La amenaza está asociada al cambio climático, que anteayer todavía negaban algunos cegatos porque les parecía una idea que les podía estropear algún negocio. La sensación general es de vulnerabilidad extrema. ¿Quieres manifestarte? Yo no, yo no quiero contagiarme. Hemos despertado del sueño de Occidente, es el sálvese quien pueda. La primera decisión que toman los que pueden permitírsela es abandonar las grandes ciudades, cuyo crecimiento y encarecimiento eran el símbolo del éxito del sistema, y buscarse una casita confortable fuera, como los personajes de Boccaccio…
Como Dalla era un poco irónico, seguro que su nueva canción haría hincapié en el carácter sorpresivo de esta crisis. Como el ejército alemán superó en un santiamén la línea Maginot tirando sus paracaidistas por detrás de ella, el virus nos ha cogido aturdidos y ha tomado a la clase dirigente a contrapié; sus peroratas parecen más estériles e irritantes que nunca. Pensábamos, temíamos, que la gran revolución tecnológica conllevaba el peligro de que con la acumulación de nuestros datos todos estaríamos hiper controlados, pero resulta que todos esos datos no han servido para parar la pandemia en ninguna parte, nadie está controlado y nos contagiamos alegremente los unos a los otros; qué big data ni big data si ni siquiera sabemos, meses después, cuántos contagios y muertos hay cada semana en… Martorell, por ejemplo. Seguimos contando a ojo de buen cubero, en el fondo de nuestra tradición chapucera, en Celtiberia Show. Y te tengo dicho que no me eches el humo de tu jodido y apestoso cigarrillo.

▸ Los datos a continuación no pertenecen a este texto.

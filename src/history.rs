//! History queries - baseline session lookup and personal best detection

use crate::db::{ExerciseId, SessionExercise, TemplateId, WorkoutSession};

/// Most recent sealed session of `template_id` that has at least one main set.
/// Ties on `end_time` go to the later entry in `history`.
pub fn most_recent_session(history: &[WorkoutSession], template_id: TemplateId) -> Option<&WorkoutSession> {
    history
        .iter()
        .filter(|s| s.template_id == template_id)
        .filter(|s| s.is_sealed() && s.has_main_set())
        .max_by_key(|s| s.end_time)
}

/// Whether a main set at `planned_index` beats the same-index main set of
/// `previous`. No prior set at that index counts as a personal best.
pub fn is_personal_best(
    previous: Option<&WorkoutSession>,
    exercise_id: ExerciseId,
    planned_index: usize,
    reps: u32,
    weight: f64,
) -> bool {
    let prior = previous
        .and_then(|s| s.exercise(exercise_id))
        .and_then(|ex| ex.main_sets().get(planned_index).copied());

    match prior {
        None => true,
        Some(prior) => reps > prior.reps || weight > prior.weight,
    }
}

/// Expected `(reps, weight)` per planned set, taken from `previous`
pub fn prefill(
    previous: Option<&WorkoutSession>,
    exercise_id: ExerciseId,
    planned_sets: u32,
) -> Vec<Option<(u32, f64)>> {
    let mains = previous
        .and_then(|s| s.exercise(exercise_id))
        .map(|ex| ex.main_sets())
        .unwrap_or_default();

    (0..planned_sets as usize)
        .map(|idx| mains.get(idx).map(|s| (s.reps, s.weight)))
        .collect()
}

/// Every session that logged sets for `exercise_id`, oldest first,
/// paired with that exercise's entry
pub fn exercise_history(history: &[WorkoutSession], exercise_id: ExerciseId) -> Vec<(&WorkoutSession, &SessionExercise)> {
    let mut entries: Vec<_> = history
        .iter()
        .filter_map(|s| s.exercise(exercise_id).map(|ex| (s, ex)))
        .filter(|(_, ex)| !ex.logged_sets.is_empty())
        .collect();
    entries.sort_by_key(|(s, _)| s.start_time);
    entries
}

#[cfg(test)]
mod tests {
    use super::*;
    use crate::db::{SessionExercise, WorkoutSet};
    use chrono::{DateTime, Duration, TimeZone, Utc};

    fn at(minutes: i64) -> DateTime<Utc> {
        Utc.with_ymd_and_hms(2024, 4, 1, 9, 0, 0).unwrap() + Duration::minutes(minutes)
    }

    fn main_set(id: i64, reps: u32, weight: f64, minute: i64) -> WorkoutSet {
        WorkoutSet {
            id,
            reps,
            weight,
            notes: String::new(),
            parent_set_id: None,
            timestamp: at(minute),
            is_personal_best: false,
        }
    }

    fn session(id: i64, template_id: TemplateId, end: Option<i64>, sets: Vec<WorkoutSet>) -> WorkoutSession {
        WorkoutSession {
            id: Some(id),
            template_id,
            date: at(0).date_naive(),
            start_time: at(0),
            end_time: end.map(at),
            exercises: vec![SessionExercise {
                exercise_id: 10,
                planned_sets: 3,
                logged_sets: sets,
            }],
        }
    }

    #[test]
    fn test_no_sessions_returns_none() {
        assert!(most_recent_session(&[], 1).is_none());
    }

    #[test]
    fn test_unsealed_and_empty_sessions_skipped() {
        let mut sub_only = main_set(2, 5, 10.0, 1);
        sub_only.parent_set_id = Some(99);
        let history = vec![
            session(1, 1, None, vec![main_set(1, 5, 50.0, 1)]),
            session(2, 1, Some(30), vec![sub_only]),
            session(3, 1, Some(40), vec![]),
            session(4, 2, Some(50), vec![main_set(3, 5, 50.0, 1)]),
        ];
        assert!(most_recent_session(&history, 1).is_none());
    }

    #[test]
    fn test_greatest_end_time_wins() {
        let history = vec![
            session(1, 1, Some(90), vec![main_set(1, 5, 50.0, 1)]),
            session(2, 1, Some(30), vec![main_set(2, 5, 50.0, 1)]),
            session(3, 1, Some(60), vec![main_set(3, 5, 50.0, 1)]),
        ];
        assert_eq!(most_recent_session(&history, 1).unwrap().id, Some(1));
    }

    #[test]
    fn test_personal_best_rules() {
        let prev = session(1, 1, Some(60), vec![main_set(1, 8, 60.0, 1), main_set(2, 6, 70.0, 5)]);

        // no history at all
        assert!(is_personal_best(None, 10, 0, 1, 1.0));
        // equal on both counts
        assert!(!is_personal_best(Some(&prev), 10, 0, 8, 60.0));
        // more reps, less weight
        assert!(is_personal_best(Some(&prev), 10, 0, 9, 40.0));
        // more weight, fewer reps
        assert!(is_personal_best(Some(&prev), 10, 1, 1, 72.5));
        // index beyond previous main sets
        assert!(is_personal_best(Some(&prev), 10, 2, 1, 1.0));
        // exercise absent from previous session
        assert!(is_personal_best(Some(&prev), 11, 0, 1, 1.0));
    }

    #[test]
    fn test_personal_best_uses_timestamp_order() {
        // stored out of order; index 0 is the earlier set
        let prev = session(1, 1, Some(60), vec![main_set(2, 12, 40.0, 9), main_set(1, 5, 80.0, 2)]);
        assert!(!is_personal_best(Some(&prev), 10, 0, 5, 80.0));
        assert!(is_personal_best(Some(&prev), 10, 1, 5, 80.0));
    }

    #[test]
    fn test_exercise_history() {
        let mut later = session(1, 1, Some(90), vec![main_set(1, 8, 60.0, 61)]);
        later.start_time = at(60);
        let history = vec![
            later,
            session(2, 2, Some(30), vec![main_set(2, 5, 50.0, 1)]),
            // planned but nothing logged
            session(3, 1, Some(40), vec![]),
        ];

        let entries = exercise_history(&history, 10);
        let ids: Vec<_> = entries.iter().map(|(s, _)| s.id).collect();
        assert_eq!(ids, vec![Some(2), Some(1)]);
        assert_eq!(entries[1].1.logged_sets[0].reps, 8);
        assert!(exercise_history(&history, 11).is_empty());
    }

    #[test]
    fn test_prefill() {
        let prev = session(1, 1, Some(60), vec![main_set(1, 8, 60.0, 1), main_set(2, 6, 70.0, 5)]);
        let expected = prefill(Some(&prev), 10, 3);
        assert_eq!(expected, vec![Some((8, 60.0)), Some((6, 70.0)), None]);
        assert_eq!(prefill(None, 10, 2), vec![None, None]);
    }
}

L'anno che sta arrivando tra un anno passerà / Io mi sto preparando /È questa la novità. Dalla no era un pesimista, no era un desesperado, procuraría dar también alguna pincelada animosa. Mencionaría, quizá, la idea de que el daño compartido nos ha acercado más los unos a los otros. Es posible que veamos de una manera más empática al otro, que la pregunta tan repetida de “¿qué tal estáis, tú y los tuyos?” tenga ahora otras resonancias más auténticamente interesadas. Es más evidente que todos los vecinos de tu casa llevan la misma corona de espinas que tú. También es posible que hayamos constatado cuántas cosas nos sobran, lo mucho --actividades, personas, ¡países enteros, continentes!-- de lo que podemos prescindir sin duelo. Es posible que hayamos aprendido a concentrarnos. Diría Dalla que, al ser cada contacto social potencialmente peligroso, ahora calibramos con más rigor al otro, su valor, el beneficio o la pérdida de tiempo que significa en verdad tratar con él. Diríase que sobre el telón negro, la belleza de la figura humana, roída por la sombra como en los claroscuros del Caravaggio, gana densidad y destaca más.
Pero Dalla no dirá ni estas cosas ni otras pues como es notorio falleció en el año 2012.